Entering the room you have two different situations that interpenetrate. The east wall is the point of contact with Japan: colors, textures, everything recalls the traditional Rising Sun. The west wall, on the other hand, represents the decline of Japanese society at the turn of the 80s and 90s. We wanted to recall the analogy of that period through the use of neon lights (whose luminous intensity can be adjusted at the discretion of the client, ed.) And of specific materials such as marble, which recalls the luxurious desks of high-level electronics, like Sony and Atari.

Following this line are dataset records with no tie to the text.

use anyhow::{Context, Result};
use async_trait::async_trait;
use candle_core::{D, DType, Device, Tensor};
use candle_nn::VarBuilder;
use candle_transformers::models::xlm_roberta::{Config, XLMRobertaForSequenceClassification};
use std::sync::Arc;
use tokenizers::{Tokenizer, TruncationParams};
use tracing::debug;

use super::model_files::ModelFiles;
use crate::types::SentimentLabel;

/// One entry of a classifier's probability distribution.
#[derive(Debug, Clone, Copy, PartialEq)]
pub struct ClassScore {
    pub label: SentimentLabel,
    pub probability: f64,
}

impl ClassScore {
    pub fn new(label: SentimentLabel, probability: f64) -> Self {
        Self { label, probability }
    }
}

/// A three-class sentiment classifier.
///
/// `classify` returns the full distribution in the model's class order.
#[async_trait]
pub trait SentimentBackend: Send + Sync {
    async fn classify(&self, text: &str) -> crate::error::Result<Vec<ClassScore>>;
    fn name(&self) -> &str;
}

const MAX_TOKENS: usize = 512;

/// RoBERTa-family sequence classifier. RoBERTa and XLM-RoBERTa checkpoints share candle's
/// `xlm_roberta` implementation.
///
/// Inference runs on the blocking pool.
pub struct XlmRobertaSentiment {
    inner: Arc<Classifier>,
    labels: Vec<SentimentLabel>,
    name: String,
}

struct Classifier {
    model: XLMRobertaForSequenceClassification,
    tokenizer: Tokenizer,
    device: Device,
}

impl XlmRobertaSentiment {
    pub fn load(files: &ModelFiles, name: &str) -> Result<Self> {
        let device = Device::cuda_if_available(0)?;

        let mut tokenizer = Tokenizer::from_file(&files.tokenizer)
            .map_err(|e| anyhow::anyhow!("Failed to load tokenizer: {}", e))?;
        tokenizer
            .with_truncation(Some(TruncationParams {
                max_length: MAX_TOKENS,
                ..Default::default()
            }))
            .map_err(|e| anyhow::anyhow!("Failed to configure truncation: {}", e))?;

        let config_str =
            std::fs::read_to_string(&files.config).context("Failed to read config.json")?;
        let config: Config =
            serde_json::from_str(&config_str).context("Failed to parse config.json")?;
        let raw: serde_json::Value = serde_json::from_str(&config_str)?;
        let labels = labels_from_config(&raw);

        let vb = unsafe {
            VarBuilder::from_mmaped_safetensors(
                std::slice::from_ref(&files.weights),
                DType::F32,
                &device,
            )?
        };
        let model = XLMRobertaForSequenceClassification::new(labels.len(), &config, vb)?;

        Ok(Self {
            inner: Arc::new(Classifier {
                model,
                tokenizer,
                device,
            }),
            labels,
            name: name.to_string(),
        })
    }
}

impl Classifier {
    fn run(&self, text: &str) -> crate::error::Result<Vec<f32>> {
        let encoding = self.tokenizer.encode(text, true).map_err(|e| {
            crate::error::FeedbackError::Tokenizer {
                message: e.to_string(),
            }
        })?;
        let input_ids = Tensor::new(encoding.get_ids(), &self.device)?.unsqueeze(0)?;
        let attention_mask =
            Tensor::new(encoding.get_attention_mask(), &self.device)?.unsqueeze(0)?;
        let token_type_ids = input_ids.zeros_like()?;

        let logits = self
            .model
            .forward(&input_ids, &attention_mask, &token_type_ids)?;
        let probs = candle_nn::ops::softmax(&logits, D::Minus1)?;
        Ok(probs.squeeze(0)?.to_vec1::<f32>()?)
    }
}

#[async_trait]
impl SentimentBackend for XlmRobertaSentiment {
    async fn classify(&self, text: &str) -> crate::error::Result<Vec<ClassScore>> {
        let inner = Arc::clone(&self.inner);
        let text = text.to_string();
        let probs = tokio::task::spawn_blocking(move || inner.run(&text)).await??;
        debug!("sentiment distribution: {:?}", probs);
        Ok(self
            .labels
            .iter()
            .zip(probs)
            .map(|(label, p)| ClassScore::new(*label, p as f64))
            .collect())
    }

    fn name(&self) -> &str {
        &self.name
    }
}

/// Map `id2label` from a classifier config onto sentiment labels, in class-index order.
/// Generic `LABEL_n` names follow the negative/neutral/positive convention.
fn labels_from_config(raw: &serde_json::Value) -> Vec<SentimentLabel> {
    let default = vec![
        SentimentLabel::Negative,
        SentimentLabel::Neutral,
        SentimentLabel::Positive,
    ];
    let Some(map) = raw.get("id2label").and_then(|v| v.as_object()) else {
        return default;
    };

    let mut entries: Vec<(usize, SentimentLabel)> = map
        .iter()
        .filter_map(|(idx, name)| {
            let idx = idx.parse::<usize>().ok()?;
            Some((idx, label_for(name.as_str().unwrap_or_default())))
        })
        .collect();
    if entries.is_empty() {
        return default;
    }
    entries.sort_by_key(|(idx, _)| *idx);
    entries.into_iter().map(|(_, label)| label).collect()
}

fn label_for(name: &str) -> SentimentLabel {
    match name.to_ascii_lowercase().as_str() {
        "label_0" | "negative" | "neg" => SentimentLabel::Negative,
        "label_2" | "positive" | "pos" => SentimentLabel::Positive,
        _ => SentimentLabel::Neutral,
    }
}
//! Locate transformer model files, locally or on the Hugging Face hub.

use std::path::{Path, PathBuf};

use crate::error::{FeedbackError, Result};

/// The three files a candle transformer needs
#[derive(Debug, Clone)]
pub struct ModelFiles {
    pub config: PathBuf,
    pub tokenizer: PathBuf,
    pub weights: PathBuf,
}

const CONFIG_FILE: &str = "config.json";
const TOKENIZER_FILE: &str = "tokenizer.json";
const WEIGHTS_FILE: &str = "model.safetensors";

/// Resolve model files. A local directory wins; otherwise the hub is used when
/// downloads are allowed.
pub fn resolve(repo_id: &str, local_dir: Option<&Path>, allow_download: bool) -> Result<ModelFiles> {
    if let Some(dir) = local_dir {
        let files = ModelFiles {
            config: dir.join(CONFIG_FILE),
            tokenizer: dir.join(TOKENIZER_FILE),
            weights: dir.join(WEIGHTS_FILE),
        };
        for path in [&files.config, &files.tokenizer, &files.weights] {
            if !path.is_file() {
                return Err(FeedbackError::model_load(format!(
                    "Model file {} is missing",
                    path.display()
                )));
            }
        }
        return Ok(files);
    }

    if !allow_download {
        return Err(FeedbackError::model_load(format!(
            "No local directory configured for {} and downloads are disabled",
            repo_id
        )));
    }

    let api = hf_hub::api::sync::Api::new()?;
    let repo = api.model(repo_id.to_string());
    let fetch = |name: &str| {
        repo.get(name).map_err(|e| {
            FeedbackError::model_load(format!("Failed to fetch {} from {}: {}", name, repo_id, e))
        })
    };
    Ok(ModelFiles {
        config: fetch(CONFIG_FILE)?,
        tokenizer: fetch(TOKENIZER_FILE)?,
        weights: fetch(WEIGHTS_FILE)?,
    })
}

We used the Shou Sugi Ban, the ancient Japanese technique of carbonization of wood, for a panel on the wall: in reality this technique is used for external use, we brought it inside the room to give new stimuli and crystallize impressions . Everything culminates in the omacase, the chef’s wooden table, which has the peculiarity of changing color and luminous intensity. This is our starting point for the tastings we want to organize.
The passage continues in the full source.